How many good movies about clones have ever been made? Off the top of my head, I can think of precisely zero. There was 'The Sixth Day,' a masterpiece that managed to make a movie starring two Arnold Schwarzeneggers suck. Then there was 'Duplicity,' which gave us a million Michael Keatons but no Batman, and most recently 'Surrogates,' which wasn't really about clones but was sort of about clones and actually gave Bruce Willis his hair back, which I suppose should be counted as a minor triumph as long as he doesn't go near any mirrors. And now there's "Never Let Me Go."

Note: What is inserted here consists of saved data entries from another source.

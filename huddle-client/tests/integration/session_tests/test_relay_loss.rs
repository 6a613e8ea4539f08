use huddle_client::{SessionError, SessionEvent};
use huddle_core::RoomId;
use huddle_relay::RelayHub;

use super::connected_pair;
use crate::integration::init_tracing;
use crate::utils::{EVENT_TIMEOUT_MS, eventually, wait_for_event};

#[tokio::test]
async fn test_relay_loss_ends_session() {
    init_tracing();
    let hub = RelayHub::new(64);
    let room = RoomId::from("standup");
    let (mut alice, bob) = connected_pair(&hub, &room).await;

    let alice_client = alice.connector.clients().remove(0);
    hub.unregister(&alice_client);

    let lost = wait_for_event(&mut alice.events, EVENT_TIMEOUT_MS, |e| {
        matches!(e, SessionEvent::Error(SessionError::Transport(_)))
    })
    .await;
    assert!(lost.is_some(), "relay loss not reported");

    assert!(eventually(EVENT_TIMEOUT_MS, || async { !alice.session.is_joined().await }).await);
    assert!(alice.session.local_media().await.is_empty());
    assert!(alice.factory.last_to(&bob.id).is_closed());

    // Bob hears that alice is gone through the relay.
    assert!(eventually(EVENT_TIMEOUT_MS, || async { bob.session.peer_count().await == 0 }).await);

    // Leaving after the loss is still fine.
    alice.session.leave().await;
}

#[tokio::test]
async fn test_peer_commands_through_session() {
    init_tracing();
    let hub = RelayHub::new(64);
    let room = RoomId::from("standup");
    let (alice, bob) = connected_pair(&hub, &room).await;

    alice.session.drop_peer(&bob.id).await.unwrap();
    assert_eq!(alice.session.peer_count().await, 0);
    assert_eq!(alice.session.participants().await.len(), 1);

    alice.session.retry_peer(&bob.id).await.unwrap();
    assert_eq!(alice.factory.connections_to(&bob.id).len(), 2);
    assert_eq!(
        alice.session.retry_peer(&"ghost".into()).await,
        Err(SessionError::UnknownParticipant("ghost".into()))
    );
}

The entire premise of "Never Let Me Go" is so simple as to be ridiculous. Medical science has decided that growing clones and harvesting their organs is the only way to fight disease. Fair enough – but instead of raising these clones in giant vats hidden out of the public eye, they are instead housed at bizarre British boarding schools and cottages where they are given the chance to interact with the people whom they will later be cut up to save. And also, most likely, to be molested by older gentlemen in the name of tradition and the Queen, because if there is one thing I have learned about British boarding schools through the magic of movies, it's that they are the source of more sexual debauchery than the Playboy Mansion on Wing Night.

Personally, I see nothing wrong with vats. Much in the same way that I don't want to look my hamburger in the eye before it gets to my plate, I certainly don't want to have a conversation with my new liver before it's implanted into my undeserving body. Vats take care of this problem nicely, are entirely self-contained and don’t cry themselves to sleep at night because they are so very, very alone in the world.

Vats would also solve the problem of escape, an issue that is simply NOT an issue in the film. Even pigs make a run for sweet, terrible freedom if you leave the gate open, but these remarkably docile men and women simply accept their fate without complaint, dutifully presenting themselves at hospitals to be sawn apart and roughly reassembled until the next call for eyes or kidneys is made. In my estimation the "characters" in "Never Let Me Go" must have been modeled after a combination of the Rolling Stones and fans of the Toronto Maple Leafs – no other genetic design would leave them so blasé about multiple trips to the operating table and simultaneously so satisfied with mediocrity.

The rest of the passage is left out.